Recursion is about memory, time, and how the human brain processes and perceives both.
New York City detective Barry Sutton is investigating False Memory Syndrome, a terrifying condition spreading across the US. Victims have memories of a life they never lived. Sometimes the false life feels more real than their actual life, causing heartbreak and occasionally suicide.
Helena Smith is a neuroscientist trying to find a way to record memories and reimplant them in the brain in order to help Alzheimer’s patients remember their lives. When a billionaire offers her unlimited funding for her research, she thinks it’s her dream come true.
I don’t want to spoil any of the story, but stuff happens, Barry and Helena meet and join forces, and try to save the world.
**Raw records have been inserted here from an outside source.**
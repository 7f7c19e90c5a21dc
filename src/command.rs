//! Operator commands and the console reader that produces them.
//!
//! The reader runs on its own thread and is allowed to block on stdin for
//! as long as it likes. Every complete command goes into an
//! `mpsc::Sender<Command>`; the dispatcher on the main thread drains the
//! other end between idle polls.
//!
//! ```text
//!   stdin ──▶ CommandReader ──┐
//!                             ├──▶ mpsc ──▶ Dispatcher
//!   HTTP  ──▶ handlers ───────┘
//! ```

use crate::Color;
use crate::state::{
    ParamUpdate, SharedState, parse_time_of_day, validate_cycle_length, validate_day_length,
    validate_speed_factor,
};
use chrono::NaiveTime;
use std::fmt::Display;
use std::io::{self, BufRead, Write};
use std::str::FromStr;
use std::sync::mpsc::Sender;

// ── Commands ─────────────────────────────────────────────────────────

/// Which schedule report to produce.
#[derive(Clone, Copy, Debug, PartialEq, Eq)]
pub enum PlotKind {
    /// Moonrise and moonset per day (`pt`)
    Times,
    /// Phase per day (`pp`)
    Phases,
    /// Phase angle per day (`pang`)
    Angles,
    /// Altitude curve of one day (`pa`)
    Altitude(usize),
}

/// Everything the dispatcher can be asked to do.
#[derive(Clone, Debug, PartialEq)]
pub enum Command {
    Plot(PlotKind),
    ChangeParams(ParamUpdate),
    Status,
    Start,
    Quit,
}

pub const HELP: &str = "Commands:\n  \
    pt       -> moonrise/moonset times\n  \
    pp       -> moon phase per day\n  \
    pang     -> moon phase angle per day\n  \
    pa [day] -> altitude curve for one day\n  \
    change   -> change any of the options\n  \
    status   -> display current parameters\n  \
    start    -> start the simulation\n  \
    q        -> quit the program";

// ── Reader ───────────────────────────────────────────────────────────

/// Result of reading one console line.
#[derive(Clone, Debug, PartialEq)]
pub enum ReadOutcome {
    Command(Command),
    /// Blank line, unknown token or aborted prompt
    Ignored,
    /// Input closed
    Eof,
}

/// Line-oriented console parser with interactive prompts.
///
/// Generic over the input and output so it can be driven by a `Cursor` in
/// tests and by locked stdin/stdout in the binary.
pub struct CommandReader<R, W> {
    input: R,
    output: W,
    state: SharedState,
}

impl<R: BufRead, W: Write> CommandReader<R, W> {
    pub fn new(input: R, output: W, state: SharedState) -> Self {
        Self {
            input,
            output,
            state,
        }
    }

    /// Read commands and send them until `q`, end of input, or the
    /// dispatcher hanging up.
    pub fn run(mut self, tx: Sender<Command>) {
        loop {
            let outcome = match self.read_command() {
                Ok(outcome) => outcome,
                Err(e) => {
                    tracing::warn!("Console read failed: {}", e);
                    return;
                }
            };

            match outcome {
                ReadOutcome::Command(cmd) => {
                    let quit = cmd == Command::Quit;
                    if tx.send(cmd).is_err() || quit {
                        return;
                    }
                }
                ReadOutcome::Ignored => {}
                ReadOutcome::Eof => {
                    tracing::info!("Console input closed");
                    return;
                }
            }
        }
    }

    /// Read one line and, for `pa` and `change`, whatever prompts follow.
    pub fn read_command(&mut self) -> io::Result<ReadOutcome> {
        let Some(line) = self.read_line()? else {
            return Ok(ReadOutcome::Eof);
        };
        let line = line.to_lowercase();
        let mut tokens = line.split_whitespace();
        let Some(token) = tokens.next() else {
            return Ok(ReadOutcome::Ignored);
        };

        let cmd = match token {
            "pt" => Command::Plot(PlotKind::Times),
            "pp" => Command::Plot(PlotKind::Phases),
            "pang" => Command::Plot(PlotKind::Angles),
            "pa" => match self.read_day(tokens.next())? {
                Some(day) => Command::Plot(PlotKind::Altitude(day)),
                None => return Ok(ReadOutcome::Ignored),
            },
            "change" => Command::ChangeParams(self.prompt_update()?),
            "status" => Command::Status,
            "start" => Command::Start,
            "q" => Command::Quit,
            _ => {
                writeln!(self.output, "Unknown command. {HELP}")?;
                return Ok(ReadOutcome::Ignored);
            }
        };
        Ok(ReadOutcome::Command(cmd))
    }

    fn read_line(&mut self) -> io::Result<Option<String>> {
        let mut line = String::new();
        if self.input.read_line(&mut line)? == 0 {
            return Ok(None);
        }
        Ok(Some(line.trim().to_string()))
    }

    fn read_day(&mut self, inline: Option<&str>) -> io::Result<Option<usize>> {
        let raw = match inline {
            Some(day) => day.to_string(),
            None => {
                let last = self.state.snapshot().schedule().len().saturating_sub(1);
                write!(
                    self.output,
                    "Enter a day index [0, {last}] to plot the altitude: "
                )?;
                self.output.flush()?;
                self.read_line()?.unwrap_or_default()
            }
        };

        match raw.parse::<usize>() {
            Ok(day) => Ok(Some(day)),
            Err(_) => {
                writeln!(self.output, "Invalid day index. Command aborted.")?;
                Ok(None)
            }
        }
    }

    fn prompt_update(&mut self) -> io::Result<ParamUpdate> {
        let current = self.state.snapshot().settings.clone();
        writeln!(self.output, "Changing options (blank keeps the current value)")?;

        let cycle_length = self.prompt("Enter new lunar cycle length", current.cycle_length, |s| {
            u32::from_str(s)
                .map_err(|e| e.to_string())
                .and_then(|v| validate_cycle_length(v).map_err(|e| e.to_string()))
        })?;
        let speed_factor = self.prompt("Enter new speed factor", current.speed_factor, |s| {
            f64::from_str(s)
                .map_err(|e| e.to_string())
                .and_then(|v| validate_speed_factor(v).map_err(|e| e.to_string()))
        })?;
        let day_length_secs = self.prompt(
            "Enter new real-time seconds for 24-hour sim-day",
            current.day_length_secs,
            |s| {
                f64::from_str(s)
                    .map_err(|e| e.to_string())
                    .and_then(|v| validate_day_length(v).map_err(|e| e.to_string()))
            },
        )?;
        let moon_color = self.prompt("Enter new hex color", current.moon_color, |s| {
            Color::from_hex(s).map_err(|e| e.to_string())
        })?;
        let feed_drop = self.prompt(
            "Enter new feeder drop time",
            HourMinute(current.feed_drop),
            |s| parse_time_of_day(s).map_err(|e| e.to_string()),
        )?;
        let feed_reset = self.prompt(
            "Enter new feeder reset time",
            HourMinute(current.feed_reset),
            |s| parse_time_of_day(s).map_err(|e| e.to_string()),
        )?;

        let update = ParamUpdate {
            cycle_length,
            speed_factor,
            day_length_secs,
            moon_color,
            feed_drop,
            feed_reset,
        };
        if update.is_empty() {
            writeln!(self.output, "All options kept.")?;
        }
        Ok(update)
    }

    /// Ask until the answer parses. Blank (or end of input) keeps.
    fn prompt<T>(
        &mut self,
        label: &str,
        current: impl Display,
        parse: impl Fn(&str) -> Result<T, String>,
    ) -> io::Result<Option<T>> {
        loop {
            write!(self.output, "{label} (current={current}): ")?;
            self.output.flush()?;

            let line = self.read_line()?.unwrap_or_default();
            if line.is_empty() {
                return Ok(None);
            }
            match parse(&line) {
                Ok(value) => return Ok(Some(value)),
                Err(e) => writeln!(
                    self.output,
                    "Invalid input ({e}). Try again or press Enter to keep the current value."
                )?,
            }
        }
    }
}

/// Shows a time of day as `HH:MM`.
struct HourMinute(NaiveTime);

impl Display for HourMinute {
    fn fmt(&self, f: &mut std::fmt::Formatter<'_>) -> std::fmt::Result {
        write!(f, "{}", self.0.format("%H:%M"))
    }
}
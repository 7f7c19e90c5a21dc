//! Text reports for the operator and the JSON schedule export.
//!
//! Every report takes the schedule read-only and writes to any
//! `io::Write`, so the dispatcher can point them at stdout and tests at a
//! `Vec<u8>`.

use crate::clock::{ClockPhase, ClockStatus};
use crate::error::ExportError;
use crate::model::altitude_samples;
use crate::schedule::ScheduleEntry;
use crate::state::SimulationState;
use chrono::{NaiveDateTime, NaiveTime, TimeDelta};
use std::fs::File;
use std::io::{self, BufWriter, Write};
use std::path::Path;

/// Spacing of the `pa` altitude samples.
pub const ALTITUDE_SAMPLE_MINUTES: i64 = 30;

fn hhmm(t: Option<NaiveTime>) -> String {
    t.map_or_else(|| "--:--".to_string(), |t| t.format("%H:%M").to_string())
}

/// Moonrise and moonset for every day (`pt`).
pub fn write_times(out: &mut impl Write, schedule: &[ScheduleEntry]) -> io::Result<()> {
    writeln!(out, "Moonrise / moonset over {} days", schedule.len())?;
    writeln!(out, "{:>4}  {:>8}  {:>8}  {:>10}", "day", "rise", "set", "visible")?;
    for entry in schedule {
        let visible = TimeDelta::seconds(entry.visibility_seconds as i64);
        writeln!(
            out,
            "{:>4}  {:>8}  {:>8}  {:>7}:{:02}",
            entry.day,
            hhmm(entry.moonrise),
            hhmm(entry.moonset),
            visible.num_hours(),
            visible.num_minutes() % 60,
        )?;
    }
    Ok(())
}

/// Phase of every day (`pp`).
pub fn write_phases(out: &mut impl Write, schedule: &[ScheduleEntry]) -> io::Result<()> {
    writeln!(out, "Moon phase over {} days", schedule.len())?;
    for entry in schedule {
        writeln!(out, "{:>4}  {}", entry.day, entry.phase)?;
    }
    Ok(())
}

/// Phase angle of every day (`pang`).
pub fn write_angles(out: &mut impl Write, schedule: &[ScheduleEntry]) -> io::Result<()> {
    writeln!(out, "Moon phase angle over {} days", schedule.len())?;
    for entry in schedule {
        writeln!(out, "{:>4}  {:>6.1}°", entry.day, entry.phase_angle)?;
    }
    Ok(())
}

/// Altitude every 30 minutes while the moon of `entry` is up (`pa`).
pub fn write_altitude(
    out: &mut impl Write,
    entry: &ScheduleEntry,
    cycle_start: NaiveDateTime,
) -> io::Result<()> {
    let samples = altitude_samples(
        entry,
        cycle_start,
        TimeDelta::minutes(ALTITUDE_SAMPLE_MINUTES),
    );
    if samples.is_empty() {
        writeln!(out, "No moon visibility for this day.")?;
        return Ok(());
    }

    writeln!(out, "Altitude for day {} ({})", entry.day, entry.phase)?;
    for sample in samples {
        writeln!(
            out,
            "{}  {:>6.1}°",
            sample.time.format("%Y-%m-%d %H:%M"),
            sample.altitude
        )?;
    }
    Ok(())
}

/// Current settings and what the clock is doing (`status`).
pub fn write_status(
    out: &mut impl Write,
    state: &SimulationState,
    clock: &ClockStatus,
) -> io::Result<()> {
    let s = &state.settings;
    writeln!(out, "Lunar cycle length:   {} days", s.cycle_length)?;
    writeln!(out, "Speed factor:         {}", s.speed_factor)?;
    writeln!(out, "Seconds per sim-day:  {}", s.day_length_secs)?;
    writeln!(out, "Moon color:           #{}", s.moon_color)?;
    writeln!(out, "Feeder drop time:     {}", s.feed_drop.format("%H:%M"))?;
    writeln!(out, "Feeder reset time:    {}", s.feed_reset.format("%H:%M"))?;
    writeln!(
        out,
        "Cycle start:          {}",
        state.cycle_start.format("%Y-%m-%d %H:%M")
    )?;

    let phase = match clock.phase {
        ClockPhase::NotStarted => "not started",
        ClockPhase::Running => "running",
        ClockPhase::Stopped => "stopped",
    };
    writeln!(out, "Simulation:           {phase}")?;
    if let Some(t) = clock.sim_time {
        writeln!(out, "Simulated time:       {}", t.format("%Y-%m-%d %H:%M"))?;
    }
    Ok(())
}

/// Write `schedule` to `path` as pretty-printed JSON.
pub fn export_json(schedule: &[ScheduleEntry], path: &Path) -> Result<(), ExportError> {
    let mut writer = BufWriter::new(File::create(path)?);
    serde_json::to_writer_pretty(&mut writer, schedule)?;
    writer.flush()?;
    tracing::info!("Schedule written to {}", path.display());
    Ok(())
}

#[cfg(test)]
mod tests {
    use super::*;
    use crate::state::SimSettings;
    use chrono::NaiveDate;
    use pretty_assertions::assert_eq;
    use tempfile::TempDir;

    fn state() -> SimulationState {
        let now = NaiveDate::from_ymd_opt(2025, 6, 1)
            .unwrap()
            .and_hms_opt(9, 30, 0)
            .unwrap();
        SimulationState::new(SimSettings::default(), now).unwrap()
    }

    fn render(f: impl FnOnce(&mut Vec<u8>) -> io::Result<()>) -> String {
        let mut out = Vec::new();
        f(&mut out).unwrap();
        String::from_utf8(out).unwrap()
    }

    #[test]
    fn times_report_lists_every_day() {
        let state = state();
        let text = render(|out| write_times(out, state.schedule()));
        let lines: Vec<&str> = text.lines().collect();
        assert_eq!(lines.len(), 2 + 28);
        assert_eq!(lines[2], "   0     18:00     06:00       12:00");
        assert!(lines[16].contains("--:--"));
    }

    #[test]
    fn phases_and_angles_reports() {
        let state = state();
        let phases = render(|out| write_phases(out, state.schedule()));
        assert!(phases.contains("   0  Full Moon"));
        assert!(phases.contains("  14  New Moon"));

        let angles = render(|out| write_angles(out, state.schedule()));
        assert!(angles.contains("   0   180.0°"));
        assert!(angles.contains("  14     0.0°"));
    }

    #[test]
    fn altitude_report_samples_every_half_hour() {
        let state = state();
        let text = render(|out| write_altitude(out, &state.schedule()[0], state.cycle_start));
        let lines: Vec<&str> = text.lines().collect();
        // 18:00 to 06:00 inclusive is 25 samples.
        assert_eq!(lines.len(), 1 + 25);
        assert_eq!(lines[1], "2025-06-01 18:00     0.0°");
        assert_eq!(lines[13], "2025-06-02 00:00    90.0°");
    }

    #[test]
    fn altitude_report_for_new_moon() {
        let state = state();
        let text = render(|out| write_altitude(out, &state.schedule()[14], state.cycle_start));
        assert_eq!(text, "No moon visibility for this day.\n");
    }

    #[test]
    fn status_report() {
        let state = state();
        let text = render(|out| write_status(out, &state, &ClockStatus::default()));
        assert!(text.contains("Lunar cycle length:   28 days"));
        assert!(text.contains("Moon color:           #FF0000"));
        assert!(text.contains("Feeder reset time:    20:00"));
        assert!(text.contains("Cycle start:          2025-06-01 09:30"));
        assert!(text.contains("Simulation:           not started"));
        assert!(!text.contains("Simulated time"));
    }

    #[test]
    fn export_writes_readable_json() {
        let tmp = TempDir::new().unwrap();
        let path = tmp.path().join("schedule.json");
        let state = state();

        export_json(state.schedule(), &path).unwrap();

        let value: serde_json::Value =
            serde_json::from_str(&std::fs::read_to_string(&path).unwrap()).unwrap();
        let days = value.as_array().unwrap();
        assert_eq!(days.len(), 28);
        assert_eq!(days[0]["phase"], "full_moon");
        assert_eq!(days[0]["moonrise"], "18:00:00");
        assert_eq!(days[14]["moonrise"], serde_json::Value::Null);
    }

    #[test]
    fn export_to_missing_directory_fails() {
        let tmp = TempDir::new().unwrap();
        let path = tmp.path().join("nope").join("schedule.json");
        let err = export_json(state().schedule(), &path).unwrap_err();
        assert!(matches!(err, ExportError::Io(_)));
    }
}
The more I read Recursion the less I liked it. I found the first third spellbinding and couldn’t put it down. I could barely finish the last 50 pages. I have so many issues with this book. I’m just going to have to do a list so this doesn’t become a ninety page paragraph.
- I was really disappointed by the big reveal of what is causing False Memory Syndrome. It’s been done a million times before.
- The author would alternate between really detailed, difficult science to what was basically hand waving and saying “tada”. This isn’t a real example from the book, but imagine reading four pages on the physics of death and then having a character say, “And that’s why ghosts are real,” when absolutely nothing in those four pages supported the concept of ghosts.
- Evil billionaire.
- The last part of the book dragged horribly.
- The more the book went on, the more the author became philosophical and poetic, which would have been fine if there had been some emotional punch to it.